Speeding up wireless internet on Crunchbang 11

On a recent new install of Crunchbang 11 I was having major problems connecting to my router with a Ralink RT3370 wireless USB dongle from my main tower. After investigating and playing around, this is my list of changes which got me sorted:

1. AES vs TKIP Encryption:
Connect to the router and change the WPA2 encryption from AES to TKIP. My first suspicon about the lack of connection was the encryption method and maybe the latest RT3370 drivers and wpasupplicant. After changing to TKIP I could connect, allbeit with a slow connection due to packet loss.

2. Move Adapter from USB2 to USB3:
Moved the Dongle from the front USB2 connector to a blue USB3 connector at the back, and I noticed a slight speed increase. After these hardware changes, it was time to go for some terminal-fu and edit a few files to get some extra internet speed.

3. Firstly I edited /etc/nsswitch.conf:
sudo vim /etc/nsswitch.conf
I commented out the original line:
#hosts: files mdns4_minimal [NOTFOUND=return] dns mdns4
And changed it to:
hosts: files dns

4. Next I disabled ipV6 in Iceweasel:
In the address bar I typed “about:config” and changed “network.dns.disableIPv6” to “true” with a double-click.

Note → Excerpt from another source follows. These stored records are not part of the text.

//! Command groups exposed by the `pincer` binary.
//!
//! Each group builds a JSON envelope for its result and renders it either
//! verbatim (`--format json`) or as short colored text for a terminal.

pub mod agent;
pub mod evidence;
pub mod task;
pub mod workflow;

use crate::core::model::{AgentStatus, TaskStatus};
use clap::ValueEnum;
use colored::{ColoredString, Colorize};
use serde_json::Value as JsonValue;

#[derive(Copy, Clone, Debug, Eq, PartialEq, ValueEnum)]
pub enum OutputFormat {
    Text,
    Json,
}

/// Print `out` as pretty JSON, or hand it to `text` for human output.
pub(crate) fn emit(format: OutputFormat, out: &JsonValue, text: impl FnOnce(&JsonValue)) {
    match format {
        OutputFormat::Json => match serde_json::to_string_pretty(out) {
            Ok(s) => println!("{}", s),
            Err(e) => eprintln!("failed to render output: {}", e),
        },
        OutputFormat::Text => text(out),
    }
}

pub(crate) fn paint_task_status(status: TaskStatus) -> ColoredString {
    match status {
        TaskStatus::Pending => status.as_str().dimmed(),
        TaskStatus::Running => status.as_str().bright_cyan().bold(),
        TaskStatus::Completed => status.as_str().green().bold(),
        TaskStatus::Failed => status.as_str().red().bold(),
    }
}

pub(crate) fn paint_agent_status(status: AgentStatus) -> ColoredString {
    match status {
        AgentStatus::Idle => status.as_str().green(),
        AgentStatus::Working => status.as_str().yellow().bold(),
    }
}

/// Schemas of every command group, for `pincer schema`.
pub fn schemas() -> JsonValue {
    serde_json::json!({
        "workflow": workflow::schema(),
        "task": task::schema(),
        "agent": agent::schema(),
        "evidence": evidence::schema(),
    })
}
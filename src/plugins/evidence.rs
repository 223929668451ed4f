use crate::core::error::PincerError;
use crate::core::evidence::{self, EvidenceRecord};
use crate::core::orchestrator::Orchestrator;
use crate::core::store::Store;
use crate::core::time;
use crate::plugins::{OutputFormat, emit, paint_task_status};
use clap::{Parser, Subcommand};
use colored::Colorize;
use std::path::PathBuf;

#[derive(Parser, Debug)]
#[clap(name = "evidence", about = "Produce and check evidence records.")]
pub struct EvidenceCli {
    /// Output format for this command group.
    #[clap(long, global = true, value_enum, default_value = "text")]
    pub format: OutputFormat,
    #[clap(subcommand)]
    pub command: EvidenceCommand,
}

#[derive(Subcommand, Debug)]
pub enum EvidenceCommand {
    /// Snapshot task outcomes into a new record.
    Generate {
        #[clap(long)]
        workflow: String,
        /// Dotted task-id prefix, e.g. `2` selects `2.1`, `2.2`.
        #[clap(long)]
        wave: Option<String>,
        /// Explicit task id (repeatable). Overrides `--wave`.
        #[clap(long = "task")]
        tasks: Vec<String>,
        /// Directory for the record file. Defaults to `<root>/evidence`.
        #[clap(long)]
        out: Option<PathBuf>,
        /// Print the record without writing it.
        #[clap(long)]
        no_write: bool,
    },
    /// Recompute a record's digest and compare it with the stored one.
    Verify { path: PathBuf },
}

fn print_record(record: &EvidenceRecord) {
    let m = &record.metrics;
    println!(
        "{} {}{}",
        "evidence".bright_white().bold(),
        record.workflow_id,
        record
            .wave
            .as_deref()
            .map(|w| format!(" wave {}", w))
            .unwrap_or_default()
    );
    for t in &record.tasks {
        println!(
            "  {:<8} {:<10} {:<24} {:<14} {}",
            t.task_id,
            paint_task_status(t.status),
            t.name,
            t.agent_name.as_deref().or(t.agent_id.as_deref()).unwrap_or("-"),
            t.deliverables.join(", ")
        );
    }
    println!(
        "  {}/{} completed, elapsed {}s, sequential {}s, saved {}s",
        m.counts.completed, m.counts.total, m.elapsed_secs, m.sequential_secs, m.saved_secs
    );
    println!("  digest {}", record.digest.dimmed());
}

pub fn run_evidence_cli(
    orchestrator: &Orchestrator,
    store: &Store,
    cli: EvidenceCli,
) -> Result<(), PincerError> {
    match cli.command {
        EvidenceCommand::Generate {
            workflow,
            wave,
            tasks,
            out,
            no_write,
        } => {
            let record = orchestrator.generate_evidence(&workflow, &tasks, wave.as_deref())?;
            let path = if no_write {
                None
            } else {
                let dir = out.unwrap_or_else(|| store.evidence_dir());
                Some(evidence::write_evidence(&dir, &record)?)
            };
            let out = time::command_envelope(
                "evidence.generate",
                "ok",
                serde_json::json!({
                    "record": record,
                    "path": path.as_ref().map(|p| p.to_string_lossy().to_string()),
                }),
            );
            emit(cli.format, &out, |_| {
                print_record(&record);
                if let Some(p) = &path {
                    println!("  written to {}", p.display());
                }
            });
        }
        EvidenceCommand::Verify { path } => {
            let record = evidence::read_evidence(&path)?;
            let valid = record.verify()?;
            let out = time::command_envelope(
                "evidence.verify",
                if valid { "ok" } else { "mismatch" },
                serde_json::json!({
                    "path": path.to_string_lossy(),
                    "record_id": record.record_id,
                    "valid": valid,
                }),
            );
            emit(cli.format, &out, |_| {
                if valid {
                    println!("{} {}", "valid".green().bold(), path.display());
                } else {
                    println!("{} {}", "digest mismatch".red().bold(), path.display());
                }
            });
            if !valid {
                return Err(PincerError::ValidationError(format!(
                    "evidence record {} does not match its digest",
                    path.display()
                )));
            }
        }
    }
    Ok(())
}

pub fn schema() -> serde_json::Value {
    serde_json::json!({
        "name": "evidence",
        "version": "0.1.0",
        "description": "Point-in-time task outcome records with a SHA-256 digest",
        "commands": [
            { "name": "generate", "parameters": ["workflow", "wave?", "task*", "out?", "no_write"] },
            { "name": "verify", "parameters": ["path"] }
        ],
        "storage": ["evidence/<workflow>-<record_id>.json"]
    })
}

5. Next up was to disable ipV6 system wide:
echo "#disable ipv6" | sudo tee -a /etc/sysctl.conf
echo "net.ipv6.conf.all.disable_ipv6 = 1" | sudo tee -a /etc/sysctl.conf
echo "net.ipv6.conf.default.disable_ipv6 = 1" | sudo tee -a /etc/sysctl.conf

6. Adaptor Power Management:
Another thing I had heard is that sometimes powercontrol can interfere with wireless speed as well so I disabled it for the USB dongle:
sudo iwconfig wlan0 power off

7. Swap nm-applet and network-manager for a Manual Static Wireless Connection:
First I disabled nm-applet from autostarting:
sudo mv /etc/xdg/autostart/nm-applet.desktop /etc/xdg/autostart/BKPnm-applet
Then I stopped Network Manager:
sudo /etc/init.d/network-manager stop
And completely Disabled it:
sudo echo "manual" | sudo tee /etc/init/network-manager.override

8. Just needed to add my manual network config:
sudo vim /etc/network/interfaces
Added my wifi info:
auto wlan0
iface wlan0 inet static
address 192.168.1.136
netmask 255.255.255.0
gateway 192.168.1.1
wpa-ssid ROUTER_ESSID
wpa-psk MYPASSWORD
Then manually added the Google dns addresses:
sudo vim /etc/resolv.conf
And add these:
nameserver 8.8.8.8
nameserver 8.8.4.4

Rebooted into a system with awesome internet cow-power-fu speeds!!

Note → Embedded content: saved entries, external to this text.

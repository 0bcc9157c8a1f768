//! TD(lambda) target computation over rollout blocks.
//!
//! # Algorithm
//!
//! For each rollout block, walk the leaves in order. For leaf `i`:
//!
//! - FIXED: the target is its stored ground-truth score.
//! - EVAL: the target starts at the leaf's fresh prediction and accumulates
//!   `lambda^(k-i) * (value[k] - value[k-1])` for every later leaf `k` in the
//!   same rollout, where `value[j]` is the ground truth for a FIXED leaf and
//!   the fresh prediction otherwise. `value[i]` is leaf `i`'s prediction.
//!
//! `lambda = 0` leaves the prediction unchanged; `lambda = 1` telescopes to
//! the value of the final leaf.
//!
//! Predictions are recomputed before every optimization pass, so targets
//! move with the weights.

use super::batch::TrainingBatch;
use super::rollout::PositionKind;

/// Compute one target per batch row.
///
/// `predictions` must have one entry per row of `batch`.
pub fn compute_targets(batch: &TrainingBatch, predictions: &[f32], lambda: f32) -> Vec<f32> {
    debug_assert_eq!(predictions.len(), batch.len());

    let kinds = batch.kinds();
    let scores = batch.scores();
    let value = |row: usize| match kinds[row] {
        PositionKind::Fixed => scores[row],
        PositionKind::Eval => predictions[row],
    };

    let mut targets = vec![0.0; batch.len()];
    for block in batch.blocks() {
        let rows = block.range();
        for i in rows.clone() {
            targets[i] = match kinds[i] {
                PositionKind::Fixed => scores[i],
                PositionKind::Eval => {
                    let mut target = predictions[i];
                    let mut prev = target;
                    let mut discount = lambda;
                    for k in i + 1..rows.end {
                        let v = value(k);
                        target += discount * (v - prev);
                        prev = v;
                        discount *= lambda;
                    }
                    target
                }
            };
        }
    }
    targets
}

Wireless-Only installs with Debian, Crunchbang and Kali Linux – Missing Non-Free Firmware

Wireless Network
I changed my entire network over to wireless and my router is now fixed to the wall, 25 meters away from my office, in my lounge. The wireless from my office reaches ok, and means we have a stronger signal from the lounge where we have our XBMC media center and everybody connects with their smart phones.

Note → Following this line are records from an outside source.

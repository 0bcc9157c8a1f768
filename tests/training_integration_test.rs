//! Integration tests for the complete training flow.
//!
//! - Rollout length and FIXED termination with a depth cap of 2
//! - One-iteration, one-worker end-to-end run with checkpoint placement
//! - Checkpoint failures do not stop training
//! - Corpus loading and JSON configuration through the public API

use std::fs;
use std::sync::mpsc;

use evalforge::board::{BitBoard, Color, Position};
use evalforge::evaluator::EvalCache;
use evalforge::features::{OTHELLO_NUM_FEATURES, OthelloFeatures};
use evalforge::learning::*;
use evalforge::network::{ValueModel, ValueNetwork};
use rand::SeedableRng;
use rand::rngs::StdRng;
use tempfile::{TempDir, tempdir};

/// Black owns everything except A1/B1 and G8/H8; White holds B1 and G8.
/// Black must fill one corner, White passes, Black ends the game.
fn nearly_finished() -> BitBoard {
    let white = (1u64 << 1) | (1u64 << 62);
    let black = !(white | 1 | (1u64 << 63));
    BitBoard::from_masks(black, white, Color::Black)
}

fn network(seed: u64) -> ValueNetwork {
    let mut rng = StdRng::seed_from_u64(seed);
    ValueNetwork::new(OTHELLO_NUM_FEATURES, 8, 0.01, &mut rng)
}

fn worker(max_half_moves: usize, seed: u64) -> RolloutWorker<BitBoard, OthelloFeatures, ValueNetwork> {
    RolloutWorker::new(
        0,
        EvalCache::new(network(5), OthelloFeatures, 1 << 12),
        64 * 1024,
        RolloutSettings {
            max_half_moves,
            node_budget: 64,
        },
        StdRng::seed_from_u64(seed),
    )
}

fn config(dir: &TempDir) -> TrainingConfig {
    TrainingConfig {
        iterations: 1,
        rollouts_per_iteration: 1,
        max_rollout_half_moves: 2,
        search_node_budget: 64,
        optimization_passes: 3,
        checkpoint_interval: 5,
        num_workers: 1,
        tt_size_bytes: 64 * 1024,
        eval_cache_bytes: 64 * 1024,
        hidden_units: 8,
        seed: Some(2024),
        checkpoint_dir: dir.path().join("trainingResults"),
        log_dir: dir.path().join("logs"),
        checkpoint_retry_delay_ms: 0,
        ..Default::default()
    }
}

// ========== Rollout shape ==========

#[test]
fn test_rollout_length_respects_cap() {
    let mut worker = worker(2, 9);
    let roots = [BitBoard::new()];

    for _ in 0..20 {
        let record = worker.generate_rollout(&roots);
        assert!(!record.is_empty());
        assert!(record.len() <= 2, "rollout of length {}", record.len());
        if record.kinds()[0] == PositionKind::Fixed {
            assert_eq!(record.len(), 1);
        }
        assert_eq!(record.leaves().len(), record.scores().len());
        assert!(record.leaves().iter().all(|l| l.len() == OTHELLO_NUM_FEATURES));
        assert!(record.scores().iter().all(|s| (-1.0..=1.0).contains(s)));
    }
}

#[test]
fn test_decided_game_gives_single_fixed_leaf() {
    let root = nearly_finished();
    assert!(!root.status().is_terminal());

    let mut worker = worker(2, 1);
    let record = worker.generate_rollout(&[root]);

    assert_eq!(record.len(), 1);
    assert_eq!(record.kinds(), &[PositionKind::Fixed]);
    // Black wins, so the White-relative truth saturates at -1
    assert_eq!(record.scores(), &[-1.0]);
}

#[test]
fn test_terminal_root_gives_empty_rollout() {
    let all_black = BitBoard::from_masks(!0, 0, Color::White);
    assert!(all_black.status().is_terminal());

    let mut worker = worker(4, 1);
    assert!(worker.generate_rollout(&[all_black]).is_empty());
}

#[test]
fn test_worker_run_sends_quota() {
    let mut worker = worker(3, 4);
    let (sender, receiver) = mpsc::channel();
    let sent = worker.run(&[BitBoard::new()], 5, &sender);
    drop(sender);

    assert_eq!(sent, 5);
    assert_eq!(receiver.into_iter().count(), 5);
}

#[test]
fn test_split_quota_sums_to_total() {
    assert_eq!(split_quota(10, 4), vec![3, 3, 2, 2]);
    assert_eq!(split_quota(2, 4), vec![1, 1, 0, 0]);
    assert_eq!(split_quota(7, 0), vec![7]);
}

// ========== End-to-end ==========

#[test]
fn test_single_iteration_end_to_end() {
    let dir = tempdir().unwrap();
    let config = config(&dir);
    let mut engine = TrainingEngine::new(vec![BitBoard::new()], OthelloFeatures, network(3), config).unwrap();

    let stats = engine.train().unwrap();
    assert_eq!(stats.iterations_completed, 1);
    assert_eq!(stats.total_rollouts, 1);
    assert!((1..=2).contains(&stats.total_leaves));

    let manager = CheckpointManager::new(dir.path().join("trainingResults"), true).unwrap();
    let listed = manager.list_checkpoints().unwrap();
    assert_eq!(listed.len(), 1);
    assert_eq!(listed[0].0, 0);
    assert!(listed[0].1.ends_with("eval_000000.net"));

    let (restored, meta): (ValueNetwork, _) = manager.load(&listed[0].1).unwrap();
    assert_eq!(meta.iteration, 0);
    assert_eq!(restored.params(), engine.model().params());
}

#[test]
fn test_checkpoints_follow_interval() {
    let dir = tempdir().unwrap();
    let config = TrainingConfig {
        iterations: 7,
        checkpoint_interval: 3,
        optimization_passes: 1,
        ..config(&dir)
    };
    let mut engine = TrainingEngine::new(vec![BitBoard::new()], OthelloFeatures, network(3), config).unwrap();
    let stats = engine.train().unwrap();
    assert_eq!(stats.checkpoints_written, 3);

    let manager = CheckpointManager::new(dir.path().join("trainingResults"), true).unwrap();
    let iterations: Vec<u64> = manager.list_checkpoints().unwrap().into_iter().map(|(i, _)| i).collect();
    assert_eq!(iterations, vec![0, 3, 6]);
}

#[test]
fn test_multi_worker_iteration() {
    let dir = tempdir().unwrap();
    let config = TrainingConfig {
        rollouts_per_iteration: 9,
        num_workers: 4,
        max_rollout_half_moves: 4,
        ..config(&dir)
    };
    let mut engine = TrainingEngine::new(vec![BitBoard::new()], OthelloFeatures, network(3), config).unwrap();
    let stats = engine.run_iteration(0).unwrap();

    assert_eq!(stats.summary.rollouts, 9);
    assert!(stats.summary.leaves <= 9 * 4);
    assert!(stats.summary.fixed_leaves <= stats.summary.rollouts);
    assert!(stats.summary.last_loss.is_finite());
}

#[test]
fn test_checkpoint_failure_is_not_fatal() {
    let dir = tempdir().unwrap();
    let config = TrainingConfig {
        iterations: 2,
        checkpoint_interval: 1,
        ..config(&dir)
    };
    let ckpt_dir = config.checkpoint_dir.clone();
    let mut engine = TrainingEngine::new(vec![BitBoard::new()], OthelloFeatures, network(3), config).unwrap();

    // Replace the directory with a plain file so every save fails
    fs::remove_dir_all(&ckpt_dir).unwrap();
    fs::write(&ckpt_dir, b"not a directory").unwrap();

    let stats = engine.train().unwrap();
    assert_eq!(stats.iterations_completed, 2);
    assert_eq!(stats.checkpoints_written, 0);

    // Dropping the engine flushes the log writer
    let log_path = engine.log_path().to_path_buf();
    drop(engine);
    let log = fs::read_to_string(log_path).unwrap();
    assert!(log.contains("Checkpoint save failed after retry"));
}

// ========== Corpus and configuration ==========

#[test]
fn test_othello_engine_from_corpus_file() {
    let dir = tempdir().unwrap();
    let corpus = dir.path().join("corpus.txt");
    let mut moved = BitBoard::new();
    let mv = moved.legal_moves()[0];
    moved.apply_move(mv);
    fs::write(&corpus, format!("{}\n{}\n", BitBoard::new(), moved)).unwrap();

    let engine = TrainingEngine::othello(&corpus, config(&dir)).unwrap();
    assert_eq!(engine.roots().len(), 2);
    assert_eq!(engine.roots()[1], moved);
    assert_eq!(engine.master_seed(), 2024);
    assert_eq!(engine.model().num_inputs(), OTHELLO_NUM_FEATURES);
}

#[test]
fn test_same_seed_same_initial_network() {
    let dir = tempdir().unwrap();
    let corpus = dir.path().join("corpus.txt");
    fs::write(&corpus, format!("{}\n", BitBoard::new())).unwrap();

    let a = TrainingEngine::othello(&corpus, config(&dir)).unwrap();
    let b = TrainingEngine::othello(&corpus, config(&dir)).unwrap();
    assert_eq!(a.model().params(), b.model().params());
}

#[test]
fn test_corpus_errors() {
    let dir = tempdir().unwrap();

    let missing = dir.path().join("missing.txt");
    let result = TrainingEngine::othello(&missing, config(&dir));
    assert!(matches!(result, Err(LearningError::CorpusOpen { .. })));

    let blank = dir.path().join("blank.txt");
    fs::write(&blank, format!("{}\n\n", BitBoard::new())).unwrap();
    let result = TrainingEngine::othello(&blank, config(&dir));
    assert!(matches!(result, Err(LearningError::MalformedCorpus { line: 2, .. })));

    let empty = dir.path().join("empty.txt");
    fs::write(&empty, "").unwrap();
    let result = TrainingEngine::othello(&empty, config(&dir));
    assert!(matches!(result, Err(LearningError::EmptyCorpus)));
}

#[test]
fn test_config_from_json_file() {
    let dir = tempdir().unwrap();
    let path = dir.path().join("train.json");
    fs::write(
        &path,
        r#"{
            "iterations": 12,
            "td_lambda": 0.5,
            "num_workers": 3,
            "bootstrap": { "positions": 100 }
        }"#,
    )
    .unwrap();

    let config = TrainingConfig::from_json_file(&path).unwrap();
    assert_eq!(config.iterations, 12);
    assert_eq!(config.td_lambda, 0.5);
    assert_eq!(config.num_workers, 3);
    assert_eq!(config.rollouts_per_iteration, 256);
    let bootstrap = config.bootstrap.unwrap();
    assert_eq!(bootstrap.positions, 100);
    assert_eq!(bootstrap.epochs, 10);

    fs::write(&path, r#"{ "td_lambda": 2.0 }"#).unwrap();
    assert!(matches!(
        TrainingConfig::from_json_file(&path),
        Err(LearningError::Config(_))
    ));

    fs::write(&path, "{ not json").unwrap();
    assert!(matches!(
        TrainingConfig::from_json_file(&path),
        Err(LearningError::Config(_))
    ));
}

Wireless PCI/USB cards and Non-Free Drivers
Due to the fact that some manufacturers won’t release the source code for their drivers (Thank you Broadcom and Ralink!!) we still have a bit of a hard time, even though Linux geniuses have reverse engineered and hacked practically all of them for us so we can load wireless modules from the kernel.

Politics and Freedom
Some distros willingly provide non-free drivers right from the get-go, others are more conservative and stick to Stallmanesque non-free restrictions. Debian does this…. still…. in 2013.

Debian Live Builder
I’ve built my own Debian based distros, and like other distros which are built with this system, mainly Crunchbang and just recently Kali Linux (The New “Debian-Based” Backtrack).

Live Yes – Install No
I recently got a bit of a surprise with some Live installs, as I found that when running both Crunchbang and Kali live, my Ralink wireless USB firmware was loaded and allowed me to connect to the internet, but when I went for the install, at the network configuration step, I was told that the firmware was missing!!

Solution
When this stage happens:
1. Take a picture of the screen on the Debian Installer which tells you which files you need from /lib/firmware. In my case “rt2870.bin” and “rtl8168e-3.fw”.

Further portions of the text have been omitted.